■ What to produce: Write out again the entries from the first line to the line that includes "and the frames", keeping both of those lines.

[Stored data entries]
^^^^
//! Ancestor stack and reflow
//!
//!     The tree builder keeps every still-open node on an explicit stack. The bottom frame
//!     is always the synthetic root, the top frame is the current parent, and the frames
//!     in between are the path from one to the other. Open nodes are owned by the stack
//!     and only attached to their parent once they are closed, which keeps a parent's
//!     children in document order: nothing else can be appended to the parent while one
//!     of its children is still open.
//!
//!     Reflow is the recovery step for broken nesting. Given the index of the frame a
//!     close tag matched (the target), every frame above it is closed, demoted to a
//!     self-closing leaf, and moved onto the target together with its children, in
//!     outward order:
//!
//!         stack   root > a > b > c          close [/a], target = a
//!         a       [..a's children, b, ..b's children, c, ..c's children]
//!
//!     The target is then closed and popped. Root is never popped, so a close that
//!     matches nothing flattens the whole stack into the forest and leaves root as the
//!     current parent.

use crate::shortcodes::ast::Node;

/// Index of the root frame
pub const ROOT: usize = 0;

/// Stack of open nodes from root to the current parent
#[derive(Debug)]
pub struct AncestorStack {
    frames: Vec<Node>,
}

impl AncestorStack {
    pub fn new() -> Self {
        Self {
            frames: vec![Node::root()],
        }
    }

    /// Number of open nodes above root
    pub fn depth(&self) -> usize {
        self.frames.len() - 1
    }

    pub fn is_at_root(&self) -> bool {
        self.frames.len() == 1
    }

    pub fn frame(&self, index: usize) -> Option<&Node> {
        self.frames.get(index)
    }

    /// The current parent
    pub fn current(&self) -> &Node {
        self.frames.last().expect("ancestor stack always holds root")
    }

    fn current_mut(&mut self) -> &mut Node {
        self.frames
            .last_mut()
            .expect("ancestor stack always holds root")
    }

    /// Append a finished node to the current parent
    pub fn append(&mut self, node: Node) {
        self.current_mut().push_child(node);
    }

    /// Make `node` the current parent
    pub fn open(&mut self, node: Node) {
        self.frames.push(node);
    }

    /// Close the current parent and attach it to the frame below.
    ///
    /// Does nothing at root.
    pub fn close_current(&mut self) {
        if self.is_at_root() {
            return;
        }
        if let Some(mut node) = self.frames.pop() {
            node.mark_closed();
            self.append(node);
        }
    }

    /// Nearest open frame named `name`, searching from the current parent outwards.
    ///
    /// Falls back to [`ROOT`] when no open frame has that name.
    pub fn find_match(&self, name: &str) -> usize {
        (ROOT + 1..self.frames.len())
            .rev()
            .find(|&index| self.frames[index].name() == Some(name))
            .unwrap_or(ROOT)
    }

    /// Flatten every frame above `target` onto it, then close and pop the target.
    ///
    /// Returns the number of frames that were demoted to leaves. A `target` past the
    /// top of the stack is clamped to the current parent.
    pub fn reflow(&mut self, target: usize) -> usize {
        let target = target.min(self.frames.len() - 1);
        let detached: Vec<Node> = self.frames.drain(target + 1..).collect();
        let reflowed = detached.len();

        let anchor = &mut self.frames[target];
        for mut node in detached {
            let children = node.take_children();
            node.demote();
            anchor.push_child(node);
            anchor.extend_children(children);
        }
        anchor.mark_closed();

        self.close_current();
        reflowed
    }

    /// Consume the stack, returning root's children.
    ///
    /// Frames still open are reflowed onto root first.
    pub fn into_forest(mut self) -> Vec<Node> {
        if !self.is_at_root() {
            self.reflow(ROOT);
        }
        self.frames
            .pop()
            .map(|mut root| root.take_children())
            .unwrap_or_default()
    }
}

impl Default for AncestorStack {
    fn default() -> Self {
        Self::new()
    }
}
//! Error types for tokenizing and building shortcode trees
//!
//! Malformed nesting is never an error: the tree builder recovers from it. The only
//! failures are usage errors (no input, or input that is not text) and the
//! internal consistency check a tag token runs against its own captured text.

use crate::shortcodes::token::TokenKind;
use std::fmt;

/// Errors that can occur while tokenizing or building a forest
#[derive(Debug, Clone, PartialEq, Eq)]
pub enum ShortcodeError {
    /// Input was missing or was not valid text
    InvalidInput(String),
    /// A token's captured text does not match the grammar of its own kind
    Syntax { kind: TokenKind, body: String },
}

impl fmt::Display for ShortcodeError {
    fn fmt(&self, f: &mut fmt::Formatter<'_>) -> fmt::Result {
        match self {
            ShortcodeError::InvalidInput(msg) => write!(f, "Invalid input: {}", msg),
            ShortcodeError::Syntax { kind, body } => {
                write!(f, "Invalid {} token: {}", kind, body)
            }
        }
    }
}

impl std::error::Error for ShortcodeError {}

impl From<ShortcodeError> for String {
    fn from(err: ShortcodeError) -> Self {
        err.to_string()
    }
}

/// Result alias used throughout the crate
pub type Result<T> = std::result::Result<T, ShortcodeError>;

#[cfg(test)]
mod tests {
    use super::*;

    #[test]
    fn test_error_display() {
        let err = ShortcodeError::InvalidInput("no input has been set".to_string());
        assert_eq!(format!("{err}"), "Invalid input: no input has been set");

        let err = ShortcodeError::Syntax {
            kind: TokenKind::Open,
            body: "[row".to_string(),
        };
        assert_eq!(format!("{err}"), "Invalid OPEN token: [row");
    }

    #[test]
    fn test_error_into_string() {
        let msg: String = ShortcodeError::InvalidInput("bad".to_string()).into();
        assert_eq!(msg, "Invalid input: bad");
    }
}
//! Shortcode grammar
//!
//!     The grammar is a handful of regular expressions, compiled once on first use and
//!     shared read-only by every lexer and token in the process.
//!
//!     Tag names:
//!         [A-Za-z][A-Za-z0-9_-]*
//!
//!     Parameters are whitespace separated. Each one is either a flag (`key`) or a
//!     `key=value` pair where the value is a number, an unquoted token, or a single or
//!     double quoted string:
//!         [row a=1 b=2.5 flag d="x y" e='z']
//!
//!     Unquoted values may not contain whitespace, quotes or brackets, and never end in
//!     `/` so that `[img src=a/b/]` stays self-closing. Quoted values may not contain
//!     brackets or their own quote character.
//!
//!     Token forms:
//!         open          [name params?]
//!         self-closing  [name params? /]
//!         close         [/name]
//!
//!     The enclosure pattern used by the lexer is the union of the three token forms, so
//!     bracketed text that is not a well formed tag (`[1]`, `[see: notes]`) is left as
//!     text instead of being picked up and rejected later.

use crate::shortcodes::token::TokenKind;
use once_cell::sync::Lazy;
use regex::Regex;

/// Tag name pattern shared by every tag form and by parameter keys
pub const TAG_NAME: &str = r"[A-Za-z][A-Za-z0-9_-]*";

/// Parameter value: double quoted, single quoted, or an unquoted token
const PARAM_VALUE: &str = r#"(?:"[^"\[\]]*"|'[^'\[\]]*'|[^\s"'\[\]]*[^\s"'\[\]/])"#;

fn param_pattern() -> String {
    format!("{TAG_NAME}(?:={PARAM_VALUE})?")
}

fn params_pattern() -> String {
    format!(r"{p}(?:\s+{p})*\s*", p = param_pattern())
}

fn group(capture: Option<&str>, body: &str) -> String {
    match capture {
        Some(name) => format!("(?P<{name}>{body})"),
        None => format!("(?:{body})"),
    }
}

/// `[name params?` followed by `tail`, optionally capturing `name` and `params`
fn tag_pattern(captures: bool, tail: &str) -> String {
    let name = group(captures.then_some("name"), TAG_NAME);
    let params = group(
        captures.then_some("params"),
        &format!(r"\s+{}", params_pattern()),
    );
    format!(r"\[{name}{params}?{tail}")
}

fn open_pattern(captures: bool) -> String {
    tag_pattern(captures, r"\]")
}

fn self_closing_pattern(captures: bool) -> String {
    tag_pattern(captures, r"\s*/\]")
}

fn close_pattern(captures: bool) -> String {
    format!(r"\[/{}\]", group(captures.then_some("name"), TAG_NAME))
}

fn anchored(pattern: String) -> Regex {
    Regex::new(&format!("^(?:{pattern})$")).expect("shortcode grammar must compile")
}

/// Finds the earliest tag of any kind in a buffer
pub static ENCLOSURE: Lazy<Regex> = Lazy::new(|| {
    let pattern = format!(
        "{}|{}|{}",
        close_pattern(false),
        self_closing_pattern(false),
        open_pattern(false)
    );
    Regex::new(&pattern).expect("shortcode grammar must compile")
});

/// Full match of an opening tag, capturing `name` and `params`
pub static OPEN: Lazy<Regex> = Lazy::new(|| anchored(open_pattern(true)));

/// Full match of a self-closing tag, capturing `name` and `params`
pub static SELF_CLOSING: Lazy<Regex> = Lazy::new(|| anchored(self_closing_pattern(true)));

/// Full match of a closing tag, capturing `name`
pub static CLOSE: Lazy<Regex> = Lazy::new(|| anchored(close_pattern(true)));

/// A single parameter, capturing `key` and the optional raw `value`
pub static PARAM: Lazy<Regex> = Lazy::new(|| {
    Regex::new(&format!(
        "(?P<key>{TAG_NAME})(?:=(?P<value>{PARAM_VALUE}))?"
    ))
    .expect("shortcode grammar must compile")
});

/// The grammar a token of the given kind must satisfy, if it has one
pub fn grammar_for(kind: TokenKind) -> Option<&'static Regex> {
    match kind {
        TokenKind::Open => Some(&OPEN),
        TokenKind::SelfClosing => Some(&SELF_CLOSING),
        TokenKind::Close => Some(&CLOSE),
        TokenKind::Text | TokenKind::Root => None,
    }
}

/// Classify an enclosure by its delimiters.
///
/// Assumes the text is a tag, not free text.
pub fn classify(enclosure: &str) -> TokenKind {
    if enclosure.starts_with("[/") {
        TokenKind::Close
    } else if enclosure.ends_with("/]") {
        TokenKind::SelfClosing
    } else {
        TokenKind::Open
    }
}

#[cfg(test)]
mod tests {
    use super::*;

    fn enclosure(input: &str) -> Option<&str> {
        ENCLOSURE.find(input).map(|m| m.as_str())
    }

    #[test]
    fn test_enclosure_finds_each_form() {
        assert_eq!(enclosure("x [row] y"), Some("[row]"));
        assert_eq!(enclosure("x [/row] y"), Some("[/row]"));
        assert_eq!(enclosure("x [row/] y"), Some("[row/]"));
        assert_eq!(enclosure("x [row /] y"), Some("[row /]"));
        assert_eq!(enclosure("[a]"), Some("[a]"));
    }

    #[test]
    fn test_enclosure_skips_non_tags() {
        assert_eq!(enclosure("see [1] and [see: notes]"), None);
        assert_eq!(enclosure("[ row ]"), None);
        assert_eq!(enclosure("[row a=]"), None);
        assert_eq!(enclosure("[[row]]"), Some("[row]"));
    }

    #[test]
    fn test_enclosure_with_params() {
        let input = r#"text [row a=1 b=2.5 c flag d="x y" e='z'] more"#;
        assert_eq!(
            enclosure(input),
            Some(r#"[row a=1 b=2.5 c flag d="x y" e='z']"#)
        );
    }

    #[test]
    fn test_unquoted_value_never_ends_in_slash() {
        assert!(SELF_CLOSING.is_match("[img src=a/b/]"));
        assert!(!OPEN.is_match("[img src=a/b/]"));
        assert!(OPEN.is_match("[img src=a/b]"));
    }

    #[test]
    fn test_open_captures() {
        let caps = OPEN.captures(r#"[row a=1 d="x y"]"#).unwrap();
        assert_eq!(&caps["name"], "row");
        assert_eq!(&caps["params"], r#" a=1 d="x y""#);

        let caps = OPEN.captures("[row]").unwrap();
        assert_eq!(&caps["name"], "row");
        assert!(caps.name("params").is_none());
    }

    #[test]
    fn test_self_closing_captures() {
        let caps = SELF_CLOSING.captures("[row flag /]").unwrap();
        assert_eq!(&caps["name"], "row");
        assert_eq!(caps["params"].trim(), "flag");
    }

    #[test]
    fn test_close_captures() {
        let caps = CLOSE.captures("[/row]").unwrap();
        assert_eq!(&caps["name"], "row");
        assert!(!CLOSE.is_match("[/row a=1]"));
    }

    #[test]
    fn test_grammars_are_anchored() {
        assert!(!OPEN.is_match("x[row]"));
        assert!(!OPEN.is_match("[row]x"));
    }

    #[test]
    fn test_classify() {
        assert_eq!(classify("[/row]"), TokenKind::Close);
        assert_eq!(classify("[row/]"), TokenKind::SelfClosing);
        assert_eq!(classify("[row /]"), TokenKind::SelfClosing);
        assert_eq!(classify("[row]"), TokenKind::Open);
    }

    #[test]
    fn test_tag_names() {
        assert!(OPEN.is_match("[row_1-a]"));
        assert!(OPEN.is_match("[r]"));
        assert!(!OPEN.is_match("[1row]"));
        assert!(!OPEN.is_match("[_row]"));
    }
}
^^^^
■ Written response:
//! Ancestor stack and reflow
//!
//!     The tree builder keeps every still-open node on an explicit stack. The bottom frame
//!     is always the synthetic root, the top frame is the current parent, and the frames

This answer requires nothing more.